A Norfolk medical centre has been rated inadequate after issues including a backlog of more than 2,000 e-mails, low levels of staff satisfaction and high levels of stress were raised in an inspection.

A report published on Friday (April 26) has placed the Beaches Medical Centre, in Gorleston, in special measures.

The practice is a merger of the former Central Healthcare Centre and Gorleston Medical Centre.

Inspectors visited the centre on March 6 this year.

They found that while the practice had good facilities and was well equipped to treat patients and meet their needs, the system for reviewing patients’ correspondence was not effective.

The practice had 2,335 e-mails which had not been reviewed to see if any actions needed to be taken.

The report also highlighted a backlog of 333 patients’ notes which needed to be summarised.

Most Read

The practice advised this had become an issue since the merger and was due to staff shortages and sickness.

Many staff did not feel supported by the practice due to the pressure of work, the report stated.

“They did not always feel able to raise concerns with management due to the pressure the management team were under,” it said.

The practice was classified as requiring improvement for providing caring services.
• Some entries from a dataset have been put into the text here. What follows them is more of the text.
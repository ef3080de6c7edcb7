//! Reply envelopes and the fixed status vocabulary.
//!
//! Every request produces exactly one [`Envelope`]. Synchronous replies are
//! rendered with [`Envelope::to_reply`] and copied into the host's bounded
//! buffer with [`write_output`]; asynchronous notifications are split into a
//! callback tag ([`Envelope::callback_tag`]) and body ([`Envelope::body`]).

use std::fmt;
use std::str::FromStr;

use crate::codec;
use crate::value::Value;

// ---------------------------------------------------------------------------
// Status
// ---------------------------------------------------------------------------

/// Status tag carried by every envelope. Case-sensitive on the wire.
#[derive(Debug, Clone, Copy, PartialEq, Eq, Hash)]
pub enum Status {
    Success,
    SuccessVoid,
    Error,
    AsyncResponse,
    AsyncSent,
    AsyncSentVoid,
    AsyncFailed,
    AsyncCancelSuccess,
    AsyncCancelFailed,
}

impl Status {
    /// Wire form of the status tag.
    #[must_use]
    pub fn as_str(self) -> &'static str {
        match self {
            Self::Success => "SUCCESS",
            Self::SuccessVoid => "SUCCESS_VOID",
            Self::Error => "ERROR",
            Self::AsyncResponse => "ASYNC_RESPONSE",
            Self::AsyncSent => "ASYNC_SENT",
            Self::AsyncSentVoid => "ASYNC_SENT_VOID",
            Self::AsyncFailed => "ASYNC_FAILED",
            Self::AsyncCancelSuccess => "ASYNC_CANCEL_SUCCESS",
            Self::AsyncCancelFailed => "ASYNC_CANCEL_FAILED",
        }
    }
}

impl fmt::Display for Status {
    fn fmt(&self, f: &mut fmt::Formatter<'_>) -> fmt::Result {
        f.write_str(self.as_str())
    }
}

/// Error returned when a wire string is not part of the status vocabulary.
#[derive(Debug, Clone, PartialEq, Eq, thiserror::Error)]
#[error("unknown status tag: {0}")]
pub struct UnknownStatus(pub String);

impl FromStr for Status {
    type Err = UnknownStatus;

    fn from_str(s: &str) -> Result<Self, Self::Err> {
        Ok(match s {
            "SUCCESS" => Self::Success,
            "SUCCESS_VOID" => Self::SuccessVoid,
            "ERROR" => Self::Error,
            "ASYNC_RESPONSE" => Self::AsyncResponse,
            "ASYNC_SENT" => Self::AsyncSent,
            "ASYNC_SENT_VOID" => Self::AsyncSentVoid,
            "ASYNC_FAILED" => Self::AsyncFailed,
            "ASYNC_CANCEL_SUCCESS" => Self::AsyncCancelSuccess,
            "ASYNC_CANCEL_FAILED" => Self::AsyncCancelFailed,
            other => return Err(UnknownStatus(other.to_string())),
        })
    }
}

/// Reserved request name that turns a call into a cancellation request.
pub const ASYNC_CANCEL: &str = "ASYNC_CANCEL";

// ---------------------------------------------------------------------------
// ReturnCode
// ---------------------------------------------------------------------------

/// Numeric result code handed back to the host alongside a reply, and used as
/// the error-code field of asynchronous callbacks.
#[derive(Debug, Clone, Copy, PartialEq, Eq, Hash)]
#[repr(i32)]
pub enum ReturnCode {
    Success = 0,
    Error = 1,
    InvalidMethod = 2,
    InvalidParameters = 3,
}

impl ReturnCode {
    #[must_use]
    pub fn as_i32(self) -> i32 {
        self as i32
    }
}

// ---------------------------------------------------------------------------
// Envelope
// ---------------------------------------------------------------------------

/// One response, synchronous or asynchronous. Built per response, never stored.
#[derive(Debug, Clone, PartialEq)]
pub struct Envelope {
    pub status: Status,
    pub payload: Vec<Value>,
    /// Cancellation token (async responses) or correlation key.
    pub token: Option<String>,
    pub code: ReturnCode,
}

impl Envelope {
    #[must_use]
    pub fn new(status: Status, payload: Vec<Value>) -> Self {
        Self {
            status,
            payload,
            token: None,
            code: ReturnCode::Success,
        }
    }

    /// `SUCCESS` carrying the operation's single result value.
    #[must_use]
    pub fn success(value: Value) -> Self {
        Self::new(Status::Success, vec![value])
    }

    #[must_use]
    pub fn success_void() -> Self {
        Self::new(Status::SuccessVoid, Vec::new())
    }

    /// `ERROR` carrying a human-readable message.
    #[must_use]
    pub fn error(message: impl Into<String>, code: ReturnCode) -> Self {
        Self::new(Status::Error, vec![Value::Text(message.into())]).with_code(code)
    }

    /// `ASYNC_SENT` carrying the cancellation token the caller correlates by.
    #[must_use]
    pub fn async_sent(token: &str) -> Self {
        Self::new(Status::AsyncSent, vec![Value::Text(token.to_string())])
            .with_token(token)
    }

    #[must_use]
    pub fn async_sent_void() -> Self {
        Self::new(Status::AsyncSentVoid, Vec::new())
    }

    #[must_use]
    pub fn async_failed(reason: impl Into<String>) -> Self {
        Self::new(Status::AsyncFailed, vec![Value::Text(reason.into())])
            .with_code(ReturnCode::Error)
    }

    /// `ASYNC_RESPONSE` for a finished invocation: the value on success, the
    /// failure message with [`ReturnCode::Error`] otherwise.
    #[must_use]
    pub fn async_response(token: &str, outcome: Result<Value, String>) -> Self {
        let envelope = match outcome {
            Ok(value) => Self::new(Status::AsyncResponse, vec![value]),
            Err(message) => Self::new(Status::AsyncResponse, vec![Value::Text(message)])
                .with_code(ReturnCode::Error),
        };
        envelope.with_token(token)
    }

    /// Reply to an `ASYNC_CANCEL` request.
    #[must_use]
    pub fn cancel_outcome(cancelled: bool) -> Self {
        if cancelled {
            Self::new(Status::AsyncCancelSuccess, Vec::new())
        } else {
            Self::new(Status::AsyncCancelFailed, Vec::new()).with_code(ReturnCode::Error)
        }
    }

    #[must_use]
    pub fn with_code(mut self, code: ReturnCode) -> Self {
        self.code = code;
        self
    }

    #[must_use]
    pub fn with_token(mut self, token: impl Into<String>) -> Self {
        self.token = Some(token.into());
        self
    }

    /// Synchronous reply text: `["<STATUS>",[<value>,...]]`.
    #[must_use]
    pub fn to_reply(&self) -> String {
        format!("[\"{}\",{}]", self.status, self.body())
    }

    /// Callback tag: `<STATUS>|<token>|<code>`. A missing token renders as `-1`.
    #[must_use]
    pub fn callback_tag(&self) -> String {
        format!(
            "{}|{}|{}",
            self.status,
            self.token.as_deref().unwrap_or("-1"),
            self.code.as_i32()
        )
    }

    /// Callback body: the serialized payload.
    #[must_use]
    pub fn body(&self) -> String {
        codec::serialize(&self.payload)
    }
}

// ---------------------------------------------------------------------------
// Output buffer
// ---------------------------------------------------------------------------

/// Copies `text` into the host's output buffer.
///
/// At most `out.len() - 1` bytes are copied, followed by a NUL terminator.
/// Longer replies are silently truncated. Returns the number of text bytes
/// written (excluding the terminator).
pub fn write_output(out: &mut [u8], text: &str) -> usize {
    let Some(capacity) = out.len().checked_sub(1) else {
        return 0;
    };
    let bytes = text.as_bytes();
    let len = bytes.len().min(capacity);
    out[..len].copy_from_slice(&bytes[..len]);
    out[len] = 0;
    len
}

// ---------------------------------------------------------------------------
// Tests
// ---------------------------------------------------------------------------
A survey carried out last year revealed the number of patients who found it easy to contact someone on the phone was below the national average, 35pc compared to 70pc.

“Patients said it was difficult to get through to the practice by telephone in the morning to make an appointment and often appointments had already been taken when they got through,” the inspector said.

One patient no longer phoned the practice but attended in person to make an appointment.

The survey also showed the percentage of patients satisfied that the healthcare professional was good at listening or treating them with care or concern was lower than the national average.

The report noted that the practice had reviewed the survey’s feedback and acted in response.

Dr Sunder Gopaul, from The Beaches Medical Centre, said: “We are disappointed with the CQC’s findings and would like to reassure our patients that we are working hard to improve the services we provide.”

He said the centre has drawn up a comprehensive action plan to address the areas where inspectors highlighted the need for further improvement and has already made some significant changes.

“Providing good quality, safe healthcare for our patients is our number one priority,” the doctor said.

Sadie Parker, director of primary care at NHS Great Yarmouth and Waveney Clinical Commissioning Group, which commissions the service, said: “We have been working closely with the practice since the inspection, and supporting staff to drive through the necessary improvements.

“Action has already been taken in several areas and will continue over the coming months, and should result in noticeable improvements when the CQC returns.”